This is while many production centers suffer from financial problems, he pointed out.
He rebuked Hemmati for the sharp devaluation of national currency, saying Hemmati says he is an economist “while in my view he should be given a Nobel prize in chemistry” because he has greatly depreciated national currency.
On remarks by Hemmati, who said the suggestions by certain candidates would lead to “distribution of poverty,” Zakani accused him of being an accomplice in “distribution of poverty.”
He also reacted to Hemmati, who criticized the Guardian Council for disqualifying certain candidates, saying, “If it was going to confirm other persons (candidates) you should not have been here.”
Elsewhere in his remarks, he said banks have created a situation in which 11 persons owe the banks 90 trillion tomans. He said there are many who get loans from banks but don’t use that loan for the intended essential purposes.
He asked Hemmati who are these persons who are hugely indebted to banks and why there is such disorder in different banks. “Where do banking corruption originate?” he asked.

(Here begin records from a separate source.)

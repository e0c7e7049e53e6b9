// SPDX-FileCopyrightText: 2026 Peerwarden Contributors
// SPDX-License-Identifier: MIT OR Apache-2.0

//! Client lifecycle watchdog.
//!
//! Each cycle reconciles the client directories on disk with the account
//! table and evicts clients that outlived the test period or went idle.
//! Evicted accounts get the tombstone marker in `updated_at`; a client
//! directory that reappears later resets it.
//!
//! Accounts are matched on the lowercased directory name. Stats lookups,
//! existence checks and removal use the directory name as found on disk.
//!
//! The cycle cadence is read once when [`Watchdog::run`] starts. A settings
//! reload that changes the interval takes effect on the next process start.

use std::sync::Arc;
use std::time::{Duration, Instant};

use chrono::{DateTime, TimeDelta, Utc};
use peerwarden_config::SettingsHandle;
use peerwarden_core::{
    AccountRepository, ClientInventory, LogEvent, LogSink, ProvisioningAction, StatsProvider,
};
use tokio_util::sync::CancellationToken;
use tracing::{debug, info, warn};

use crate::resolve::{Fallback, resolve_account};

/// Deadline for one eviction.
const REMOVE_TIMEOUT: Duration = Duration::from_secs(30);

/// Totals of one completed cycle.
#[derive(Debug, Clone, PartialEq, Eq)]
pub struct CycleReport {
    /// Client directories examined.
    pub processed: usize,
    /// Clients queued for eviction.
    pub queued: usize,
    /// Queued clients whose remove action succeeded.
    pub evicted: usize,
    /// Wall-clock time of the cycle.
    pub duration: Duration,
}

/// Periodic reconciliation of client directories against accounts.
///
/// Premium, moderator and admin accounts are never evicted.
pub struct Watchdog {
    accounts: Arc<dyn AccountRepository>,
    stats: Arc<dyn StatsProvider>,
    actions: Arc<dyn ProvisioningAction>,
    inventory: Arc<dyn ClientInventory>,
    settings: SettingsHandle,
    log: Arc<dyn LogSink>,
}

/// A client directory: its name on disk and the lowercased account key.
struct ClientDir {
    on_disk: String,
    name: String,
}

impl ClientDir {
    fn new(on_disk: String) -> Self {
        let name = on_disk.to_lowercase();
        Self { on_disk, name }
    }
}

fn to_delta(d: Duration) -> TimeDelta {
    TimeDelta::from_std(d).unwrap_or(TimeDelta::MAX)
}

impl Watchdog {
    pub fn new(
        accounts: Arc<dyn AccountRepository>,
        stats: Arc<dyn StatsProvider>,
        actions: Arc<dyn ProvisioningAction>,
        inventory: Arc<dyn ClientInventory>,
        settings: SettingsHandle,
        log: Arc<dyn LogSink>,
    ) -> Self {
        Self {
            accounts,
            stats,
            actions,
            inventory,
            settings,
            log,
        }
    }

    /// Run cycles until cancelled. A cycle in progress when `cancel` fires
    /// runs to completion.
    pub async fn run(self: Arc<Self>, cancel: CancellationToken) {
        let period = self.settings.load().watchdog_interval;
        let mut interval = tokio::time::interval(period);
        interval.set_missed_tick_behavior(tokio::time::MissedTickBehavior::Delay);
        // Skip the immediate first tick.
        interval.tick().await;
        info!(interval_secs = period.as_secs(), "watchdog started");

        loop {
            tokio::select! {
                _ = interval.tick() => {
                    if !self.settings.load().watchdog_enabled {
                        debug!("watchdog disabled, skipping cycle");
                        continue;
                    }
                    self.run_cycle().await;
                }
                _ = cancel.cancelled() => {
                    info!("watchdog stopping");
                    break;
                }
            }
        }
    }

    /// One reconciliation pass at the current time.
    pub async fn run_cycle(&self) -> Option<CycleReport> {
        self.run_cycle_at(Utc::now()).await
    }

    /// One reconciliation pass evaluated at wall-clock `now`.
    ///
    /// Returns `None` when the client listing failed and nothing was done.
    pub async fn run_cycle_at(&self, now: DateTime<Utc>) -> Option<CycleReport> {
        let started = Instant::now();
        let settings = self.settings.load_full();

        let clients: Vec<ClientDir> = match self.inventory.list_clients().await {
            Ok(dirs) => dirs.into_iter().map(ClientDir::new).collect(),
            Err(e) => {
                warn!(error = %e, "watchdog could not list clients, skipping cycle");
                self.log
                    .emit(LogEvent::new("watchdog_list_clients_error").error(&e));
                return None;
            }
        };

        let stats = match self.stats.all_peer_stats().await {
            Ok(stats) => stats,
            Err(e) => {
                warn!(error = %e, "watchdog could not read peer stats, continuing without");
                self.log.emit(LogEvent::new("watchdog_stats_error").error(&e));
                Default::default()
            }
        };

        let max_lifetime = to_delta(settings.max_test_duration);
        let inactive_threshold = to_delta(settings.inactive_threshold);
        let mut queue = Vec::new();

        for dir in &clients {
            let client = &dir.name;
            let account = match resolve_account(self.accounts.as_ref(), client, Fallback::Register)
                .await
            {
                Ok(resolution) => match resolution.into_account() {
                    Some(acc) => acc,
                    None => {
                        debug!(client = %client, "no account for client, skipping");
                        continue;
                    }
                },
                Err(e) => {
                    warn!(client = %client, error = %e, "watchdog could not resolve client");
                    self.log.emit(
                        LogEvent::new("watchdog_resolve_error")
                            .client(client.as_str())
                            .error(&e),
                    );
                    continue;
                }
            };

            let mut last_activity = account.updated_at;
            if account.is_tombstoned() {
                match self.inventory.exists(&dir.on_disk).await {
                    Ok(true) => match self.accounts.update_activity(account.id).await {
                        Ok(()) => {
                            info!(client = %client, "client reappeared, tombstone cleared");
                            self.log.emit(
                                LogEvent::new("watchdog_marker_reset").client(client.as_str()),
                            );
                            last_activity = now;
                        }
                        Err(e) => {
                            warn!(client = %client, error = %e, "clearing tombstone failed");
                            self.log.emit(
                                LogEvent::new("watchdog_marker_reset_error")
                                    .client(client.as_str())
                                    .error(&e),
                            );
                        }
                    },
                    _ => continue,
                }
            }

            let protected = account.is_protected();

            if max_lifetime > TimeDelta::zero()
                && now.signed_duration_since(account.created_at) >= max_lifetime
            {
                if !protected {
                    debug!(client = %client, "test period over, queued");
                    queue.push(dir);
                }
                continue;
            }

            let active = stats
                .get(&dir.on_disk)
                .or_else(|| stats.get(client))
                .is_some_and(|s| s.is_active());
            if active {
                if let Err(e) = self.accounts.update_activity(account.id).await {
                    warn!(client = %client, error = %e, "activity update failed");
                    self.log.emit(
                        LogEvent::new("watchdog_user_activity_update_error")
                            .client(client.as_str())
                            .error(&e),
                    );
                }
                continue;
            }

            if !protected && now.signed_duration_since(last_activity) >= inactive_threshold {
                debug!(client = %client, "client idle, queued");
                queue.push(dir);
            }
        }

        let mut evicted = 0;
        for dir in &queue {
            if self.evict(dir).await {
                evicted += 1;
            }
        }

        let report = CycleReport {
            processed: clients.len(),
            queued: queue.len(),
            evicted,
            duration: started.elapsed(),
        };
        info!(
            processed = report.processed,
            queued = report.queued,
            evicted = report.evicted,
            "watchdog cycle completed"
        );
        self.log.emit(LogEvent::new("watchdog_cycle_completed").output(format!(
            "Processed {} clients, removed {} clients in {:?}",
            report.processed, report.evicted, report.duration
        )));
        Some(report)
    }

    /// Remove one client and tombstone its account. Returns whether the
    /// remove action succeeded.
    async fn evict(&self, dir: &ClientDir) -> bool {
        let client = dir.on_disk.as_str();
        let out = match self.actions.remove(client, REMOVE_TIMEOUT).await {
            Ok(out) if out.success() => out,
            Ok(out) => {
                warn!(client, exit_code = out.exit_code, "watchdog remove failed");
                self.log.emit(
                    LogEvent::new("watchdog_remove_failed")
                        .client(client)
                        .action(&out),
                );
                return false;
            }
            Err(e) => {
                warn!(client, error = %e, "watchdog remove failed");
                self.log.emit(
                    LogEvent::new("watchdog_remove_failed")
                        .client(client)
                        .error(&e),
                );
                return false;
            }
        };

        match resolve_account(self.accounts.as_ref(), &dir.name, Fallback::NumericId).await {
            Ok(resolution) => match resolution.account() {
                Some(acc) => {
                    if let Err(e) = self.accounts.mark_tombstoned(acc.id).await {
                        warn!(client, error = %e, "tombstoning failed");
                        self.log.emit(
                            LogEvent::new("watchdog_mark_deleted_error")
                                .client(client)
                                .error(&e),
                        );
                    }
                }
                None => {
                    self.log.emit(
                        LogEvent::new("watchdog_user_not_found_for_marking")
                            .client(client)
                            .error(format!("Could not find user for marking: {client}")),
                    );
                }
            },
            Err(e) => {
                warn!(client, error = %e, "lookup for tombstoning failed");
                self.log.emit(
                    LogEvent::new("watchdog_user_not_found_for_marking")
                        .client(client)
                        .error(&e),
                );
            }
        }

        info!(client, "client evicted");
        self.log
            .emit(LogEvent::new("watchdog_removed").client(client).action(&out));
        true
    }
}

Zakani said, unfortunately, great debtors to banks are those who have no “active role” in the economic sector. Rather, he said, they use these huge amounts of bank loans to create turbulence in the economy.
The greatest service that Hemmati should have done was to regulate the monetary and banking system, but “unfortunately he has not done that.”
He also reacted strongly to a claim by Hemmati that he would finally withdraw candidacy in favor of Raisi, saying, “I request Mr. Hemmati to speak scientifically, precisely, and in an expert manner and do not make accusations.”
Zakani also said due attention should be paid to the economy, management, culture, society, politics and foreign policy.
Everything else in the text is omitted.